Remember when, just a week after the demoralizing November 2 election, you read that thrilling 6,000-word Stranger manifesto "The Urban Archipelago"? Remember what comfort you took from those impassioned lines--their candor, their vehemence, their sheer, suffocating quantity? Well, some of those lines were misleading, ungrammatical, and/or factually incorrect. Most of the mistakes were made because we were operating under extreme deadline pressure. We were revising that sucker until the moment before it went to print--which doesn't excuse our errors, of course, but it does explain 'em.

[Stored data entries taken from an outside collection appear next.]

use std::cell::RefCell;
use std::rc::Rc;

use js_sys::Array;
use wasm_bindgen::JsCast;
use wasm_bindgen::closure::Closure;
use web_sys::{IntersectionObserver, IntersectionObserverEntry, IntersectionObserverInit};
use zoon::{Mutable, document};

use crate::sections::{IntersectionEntry, ReadingBand, SectionObserver};

type Callback = Closure<dyn FnMut(Array, IntersectionObserver)>;

/// Live `IntersectionObserver` over one page's section anchors.
///
/// Dropping the tracker disconnects the observer; callbacks still queued by
/// the browser then find a disconnected [`SectionObserver`] and do nothing.
pub struct SectionTracker {
    observer: IntersectionObserver,
    state: Rc<RefCell<SectionObserver>>,
    active: Mutable<Option<String>>,
    _callback: Callback,
}

impl SectionTracker {
    /// Observe the elements with the given ids and publish the active one
    /// into `active`. Ids without an element are skipped.
    pub fn observe<'a>(
        ids: impl IntoIterator<Item = &'a str>,
        band: ReadingBand,
        active: Mutable<Option<String>>,
    ) -> Option<Self> {
        let state = Rc::new(RefCell::new(SectionObserver::new()));

        let callback: Callback = Closure::new({
            let state = state.clone();
            let active = active.clone();
            move |entries: Array, _observer: IntersectionObserver| {
                let entries: Vec<IntersectionEntry> = entries
                    .iter()
                    .filter_map(|entry| entry.dyn_into::<IntersectionObserverEntry>().ok())
                    .map(|entry| IntersectionEntry::new(entry.target().id(), entry.is_intersecting()))
                    .collect();
                let current = state.borrow_mut().on_entries(&entries).map(str::to_string);
                active.set_neq(current);
            }
        });

        let options = IntersectionObserverInit::new();
        options.set_root_margin(&band.root_margin());
        let observer = match IntersectionObserver::new_with_options(callback.as_ref().unchecked_ref(), &options) {
            Ok(observer) => observer,
            Err(error) => {
                log::warn!("IntersectionObserver unavailable: {error:?}");
                return None;
            }
        };

        let document = document();
        let mut observed = Vec::new();
        for id in ids {
            match document.get_element_by_id(id) {
                Some(element) => {
                    observer.observe(&element);
                    observed.push(id.to_string());
                }
                None => log::debug!("section #{id} not rendered, not observed"),
            }
        }
        state.borrow_mut().observe(observed);

        Some(Self {
            observer,
            state,
            active,
            _callback: callback,
        })
    }

    /// Id of the section currently in the reading band.
    pub fn active(&self) -> Mutable<Option<String>> {
        self.active.clone()
    }
}

impl Drop for SectionTracker {
    fn drop(&mut self) {
        self.observer.disconnect();
        self.state.borrow_mut().disconnect();
    }
}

For example, we wrote in that article that "if a Republican presidential candidate takes 50 percent of the vote plus 1 vote in any given state, the whole state is colored red" and that "if the Democrats take 50 percent of the vote plus 1, the whole state is colored blue." Obviously, that was wrong--we were providing you with the definition of a majority, whereas a state's electoral votes are captured by a mere plurality of voters. (A "plurality of voters" is a fancy way of saying that whoever gets the most votes wins, even when third parties are involved.) We regret adding so much extra stuff after our fact checkers had gone home to bed.

We also said that Texas "allows" the execution of the mentally retarded. In fact, the Supreme Court of our land has ruled such executions unconstitutional. But Texans are wily, and in 2002 Governor Rick Perry argued that Texas had no mentally retarded criminals on death row--a claim he was able to make because the state doesn't test inmates' IQs.

Then we proclaimed: "For Democrats, it's the cities, stupid--not the rural areas, not the prickly, hateful 'heartland,' but the sane, sensible cities--including the cities trapped in the heartland. That's a waste of time." What? Huh? Obviously we meant to say, "Pandering to rural voters is a waste of time."

We also attributed the quotation "a city on a hill" to Ronald Reagan. The editor who made that error maintains he was subtly "mocking" all those who wouldn't recognize that Reagan was parroting the 17th-century Puritan John Winthrop. (Yeah, right.) Not so subtle were several glaring orthographical and typographical errors: "Arkansas" spelled without the final 's' (was that supposed to be phonetic?); a missing definite article; a second-person pronoun gone AWOL; etc.

We apologize for letting the citizens of the Urban Archipelago down in our time of greatest need.